• [TASK REQUIREMENTS] Report all lines in the records that hold the string "this".

• [GIVEN DATA]
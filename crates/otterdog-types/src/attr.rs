use serde::de::Deserializer;
use serde::ser::Serializer;
use serde::{Deserialize, Serialize};

/// Tri-state attribute value: a concrete value, an explicit absence (`null`), or
/// "don't touch" (`unset`).
///
/// `Unset` must round-trip through serialization as a missing field, not as
/// `null`, so that re-rendering an expected-side document and reloading it
/// reproduces the same attribute state the differ reasoned about. Pair every
/// field of this type with `#[serde(default, skip_serializing_if = "Attr::is_unset")]`.
#[derive(Debug, Clone, PartialEq, Eq)]
pub enum Attr<T> {
    Set(T),
    Null,
    Unset,
}

impl<T> Attr<T> {
    pub fn is_unset(&self) -> bool {
        matches!(self, Attr::Unset)
    }

    pub fn is_null(&self) -> bool {
        matches!(self, Attr::Null)
    }

    pub fn is_set(&self) -> bool {
        matches!(self, Attr::Set(_))
    }

    pub fn as_set(&self) -> Option<&T> {
        match self {
            Attr::Set(v) => Some(v),
            _ => None,
        }
    }

    pub fn into_set(self) -> Option<T> {
        match self {
            Attr::Set(v) => Some(v),
            _ => None,
        }
    }

    pub fn map<U>(self, f: impl FnOnce(T) -> U) -> Attr<U> {
        match self {
            Attr::Set(v) => Attr::Set(f(v)),
            Attr::Null => Attr::Null,
            Attr::Unset => Attr::Unset,
        }
    }
}

impl<T> Default for Attr<T> {
    fn default() -> Self {
        Attr::Unset
    }
}

impl<T> From<Option<T>> for Attr<T> {
    fn from(value: Option<T>) -> Self {
        match value {
            Some(v) => Attr::Set(v),
            None => Attr::Null,
        }
    }
}

impl<T: Serialize> Serialize for Attr<T> {
    fn serialize<S: Serializer>(&self, serializer: S) -> Result<S::Ok, S::Error> {
        match self {
            Attr::Set(v) => v.serialize(serializer),
            Attr::Null => serializer.serialize_none(),
            Attr::Unset => {
                unreachable!("Unset must be filtered out via skip_serializing_if before this runs")
            }
        }
    }
}

impl<'de, T: Deserialize<'de>> Deserialize<'de> for Attr<T> {
    fn deserialize<D: Deserializer<'de>>(deserializer: D) -> Result<Self, D::Error> {
        // A present JSON key is either `null` or a value; a missing key never
        // reaches this impl because callers pair this type with `#[serde(default)]`,
        // which resolves a missing key to `Attr::Unset` without calling deserialize.
        Option::<T>::deserialize(deserializer).map(|opt| match opt {
            Some(v) => Attr::Set(v),
            None => Attr::Null,
        })
    }
}

/// A list-valued attribute whose schema marks it order-insensitive (webhook
/// `events`, branch protection `required_status_checks`, ...). Equality
/// compares as a set; serialization preserves whatever order was supplied.
#[derive(Debug, Clone, Serialize, Deserialize)]
pub struct UnorderedList<T>(pub Vec<T>);

impl<T> Default for UnorderedList<T> {
    fn default() -> Self {
        UnorderedList(Vec::new())
    }
}

impl<T: Eq + std::hash::Hash> PartialEq for UnorderedList<T> {
    fn eq(&self, other: &Self) -> bool {
        if self.0.len() != other.0.len() {
            return false;
        }
        let a: std::collections::HashSet<&T> = self.0.iter().collect();
        let b: std::collections::HashSet<&T> = other.0.iter().collect();
        a == b
    }
}

impl<T: Eq + std::hash::Hash> Eq for UnorderedList<T> {}

#[cfg(test)]
mod tests {
    use super::*;

    #[test]
    fn unset_field_is_omitted_from_json() {
        #[derive(Serialize)]
        struct S {
            #[serde(default, skip_serializing_if = "Attr::is_unset")]
            field: Attr<bool>,
        }
        let s = S { field: Attr::Unset };
        let v = serde_json::to_value(&s).unwrap();
        assert!(v.as_object().unwrap().is_empty());
    }

    #[test]
    fn null_is_explicit_and_set_is_value() {
        #[derive(Serialize)]
        struct S {
            #[serde(default, skip_serializing_if = "Attr::is_unset")]
            field: Attr<bool>,
        }
        let null = serde_json::to_value(S { field: Attr::Null }).unwrap();
        assert_eq!(null["field"], serde_json::Value::Null);
        let set = serde_json::to_value(S {
            field: Attr::Set(true),
        })
        .unwrap();
        assert_eq!(set["field"], serde_json::json!(true));
    }

    #[test]
    fn missing_key_deserializes_as_unset() {
        #[derive(Deserialize)]
        struct S {
            #[serde(default)]
            field: Attr<bool>,
        }
        let s: S = serde_json::from_str("{}").unwrap();
        assert!(s.field.is_unset());
        let s: S = serde_json::from_str(r#"{"field":null}"#).unwrap();
        assert!(s.field.is_null());
        let s: S = serde_json::from_str(r#"{"field":true}"#).unwrap();
        assert_eq!(s.field, Attr::Set(true));
    }

    #[test]
    fn unordered_list_ignores_order() {
        let a = UnorderedList(vec!["push".to_string(), "pull_request".to_string()]);
        let b = UnorderedList(vec!["pull_request".to_string(), "push".to_string()]);
        assert_eq!(a, b);
    }
}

• [RESPONSE AREA]
/// field of this type with `#[serde(default, skip_serializing_if = "Attr::is_unset")]`.
                unreachable!("Unset must be filtered out via skip_serializing_if before this runs")
        // reaches this impl because callers pair this type with `#[serde(default)]`,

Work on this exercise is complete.